* WHAT IS EXPECTED *
Go through the entries below. Copy out every line that contains "Deserialize".
━━━ PROVIDED INFORMATION ━━━
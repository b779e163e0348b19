//! Snapshots: one poll result of one metric domain.

use std::str::FromStr;

use chrono::{DateTime, Utc};
use serde::{Deserialize, Serialize};

use crate::error::CoreError;
use crate::event::ServerMessage;
use crate::types::{Deployment, InfraService, Metric, Pipeline, Web3Network};

/// A metric domain, each backed by one source adapter.
///
/// The declaration order is the order in which a new connection receives its
/// initial snapshots.
#[derive(Debug, Clone, Copy, PartialEq, Eq, PartialOrd, Ord, Hash, Serialize, Deserialize)]
#[serde(rename_all = "kebab-case")]
pub enum Domain {
    /// Hosting platform and host services.
    Infrastructure,
    /// Host CPU, memory, disk and uptime.
    System,
    /// CI/CD workflow runs.
    CiCd,
    /// Blockchain network status.
    Web3,
}

impl Domain {
    pub const ALL: [Domain; 4] = [Self::Infrastructure, Self::System, Self::CiCd, Self::Web3];

    pub fn as_str(&self) -> &'static str {
        match self {
            Self::Infrastructure => "infrastructure",
            Self::System => "system",
            Self::CiCd => "ci-cd",
            Self::Web3 => "web3",
        }
    }
}

impl std::fmt::Display for Domain {
    fn fmt(&self, f: &mut std::fmt::Formatter<'_>) -> std::fmt::Result {
        f.write_str(self.as_str())
    }
}

impl FromStr for Domain {
    type Err = CoreError;

    fn from_str(s: &str) -> Result<Self, Self::Err> {
        Self::ALL
            .into_iter()
            .find(|d| d.as_str() == s)
            .ok_or_else(|| CoreError::UnknownDomain(s.to_string()))
    }
}

/// Domain-specific snapshot contents.
#[derive(Debug, Clone, PartialEq)]
pub enum SnapshotData {
    Infrastructure(Vec<InfraService>),
    System(Vec<Metric>),
    CiCd {
        deployments: Vec<Deployment>,
        pipeline: Option<Pipeline>,
    },
    Web3(Vec<Web3Network>),
}

/// An immutable, timestamped reading of one domain.
///
/// A snapshot supersedes the previous one of the same domain; it is never
/// merged with it.
#[derive(Debug, Clone, PartialEq)]
pub struct Snapshot {
    pub taken_at: DateTime<Utc>,
    pub data: SnapshotData,
}

impl Snapshot {
    /// Create a snapshot stamped with the current time.
    pub fn now(data: SnapshotData) -> Self {
        Self {
            taken_at: Utc::now(),
            data,
        }
    }

    pub fn domain(&self) -> Domain {
        match self.data {
            SnapshotData::Infrastructure(_) => Domain::Infrastructure,
            SnapshotData::System(_) => Domain::System,
            SnapshotData::CiCd { .. } => Domain::CiCd,
            SnapshotData::Web3(_) => Domain::Web3,
        }
    }

    /// Expand into wire events, in tag order.
    pub fn into_messages(self) -> Vec<ServerMessage> {
        match self.data {
            SnapshotData::Infrastructure(services) => {
                vec![ServerMessage::InfrastructureServices(services)]
            }
            SnapshotData::System(metrics) => vec![ServerMessage::Metrics(metrics)],
            SnapshotData::CiCd {
                deployments,
                pipeline,
            } => vec![
                ServerMessage::Deployments(deployments),
                ServerMessage::Pipeline(pipeline),
            ],
            SnapshotData::Web3(networks) => vec![ServerMessage::Web3Networks(networks)],
        }
    }
}
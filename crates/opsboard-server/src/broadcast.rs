//! Fan-out of live-update events to connected clients.
//!
//! Every connection owns a bounded outbound queue drained by its socket
//! writer task. `publish` serializes an event once and offers it to every
//! open queue without waiting: a full queue loses that event for that client
//! only, a closed queue means the writer is gone and the connection is
//! removed.

use std::sync::atomic::{AtomicBool, AtomicU64, Ordering};
use std::sync::Arc;

use dashmap::DashMap;
use opsboard_core::ServerMessage;
use opsboard_telemetry::Metrics;
use tokio::sync::mpsc;
use tokio::sync::mpsc::error::TrySendError;
use tracing::{debug, trace, warn};

use crate::error::{ServerError, ServerResult};

pub type ConnectionId = u64;

/// Server-side handle to one client session.
#[derive(Debug, Clone)]
pub struct ConnectionHandle {
    id: ConnectionId,
    tx: mpsc::Sender<String>,
    open: Arc<AtomicBool>,
}

impl ConnectionHandle {
    /// Create a handle and the receiving end of its outbound queue.
    pub fn new(id: ConnectionId, buffer: usize) -> (Self, mpsc::Receiver<String>) {
        let (tx, rx) = mpsc::channel(buffer.max(1));
        let handle = Self {
            id,
            tx,
            open: Arc::new(AtomicBool::new(true)),
        };
        (handle, rx)
    }

    pub fn id(&self) -> ConnectionId {
        self.id
    }

    /// Whether the transport still reports open.
    pub fn is_open(&self) -> bool {
        self.open.load(Ordering::Acquire)
    }

    /// Mark the transport closed. Shared by every clone of the handle.
    pub fn close(&self) {
        self.open.store(false, Ordering::Release);
    }

    /// Queue a message, waiting for room.
    pub async fn send(&self, msg: &ServerMessage) -> ServerResult<()> {
        let text = msg.to_json()?;
        self.tx
            .send(text)
            .await
            .map_err(|_| ServerError::ConnectionClosed(self.id))
    }
}

/// Outcome of a single publish.
#[derive(Debug, Default, Clone, Copy, PartialEq, Eq)]
pub struct PublishReport {
    /// Connections the event was queued for.
    pub delivered: usize,
    /// Connections skipped because they are not open.
    pub skipped: usize,
    /// Connections whose queue was full.
    pub dropped: usize,
    /// Connections removed because their queue was closed.
    pub removed: usize,
}

/// Owns the set of active connections.
pub struct Broadcaster {
    connections: DashMap<ConnectionId, ConnectionHandle>,
    next_id: AtomicU64,
    buffer: usize,
}

impl Broadcaster {
    pub fn new(buffer: usize) -> Self {
        Self {
            connections: DashMap::new(),
            next_id: AtomicU64::new(1),
            buffer,
        }
    }

    /// Allocate a handle for a new session. It receives nothing from
    /// `publish` until [`register`](Self::register) is called.
    pub fn open_connection(&self) -> (ConnectionHandle, mpsc::Receiver<String>) {
        let id = self.next_id.fetch_add(1, Ordering::Relaxed);
        ConnectionHandle::new(id, self.buffer)
    }

    pub fn register(&self, connection: ConnectionHandle) {
        let id = connection.id();
        if self.connections.insert(id, connection).is_none() {
            Metrics::connection_opened();
        }
        debug!(connection_id = id, total = self.connections.len(), "Connection registered");
    }

    /// Remove a connection. Returns false if it was not registered.
    pub fn unregister(&self, id: ConnectionId) -> bool {
        let removed = self.connections.remove(&id).is_some();
        if removed {
            Metrics::connection_closed();
            debug!(connection_id = id, total = self.connections.len(), "Connection unregistered");
        }
        removed
    }

    pub fn connection_count(&self) -> usize {
        self.connections.len()
    }

    /// Write an event to every open connection.
    pub fn publish(&self, msg: &ServerMessage) -> PublishReport {
        let tag = msg.tag().map(|t| t.as_str()).unwrap_or("control");
        let text = match msg.to_json() {
            Ok(text) => text,
            Err(e) => {
                warn!(tag, error = %e, "Failed to serialize event");
                return PublishReport::default();
            }
        };

        let mut report = PublishReport::default();
        let mut dead = Vec::new();

        for entry in self.connections.iter() {
            let connection = entry.value();
            if !connection.is_open() {
                report.skipped += 1;
                continue;
            }
            match connection.tx.try_send(text.clone()) {
                Ok(()) => report.delivered += 1,
                Err(TrySendError::Full(_)) => {
                    report.dropped += 1;
                    Metrics::event_dropped(tag);
                    debug!(connection_id = connection.id(), tag, "Connection queue full, event dropped");
                }
                Err(TrySendError::Closed(_)) => dead.push(connection.id()),
            }
        }

        // Removal happens after iteration; DashMap shards are locked while iterating.
        for id in dead {
            if self.unregister(id) {
                report.removed += 1;
            }
        }

        Metrics::event_published(tag, report.delivered);
        trace!(tag, delivered = report.delivered, "Event published");
        report
    }
}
━━━
* FINISHED TASK *
use serde::{Deserialize, Serialize};
#[derive(Debug, Clone, Copy, PartialEq, Eq, PartialOrd, Ord, Hash, Serialize, Deserialize)]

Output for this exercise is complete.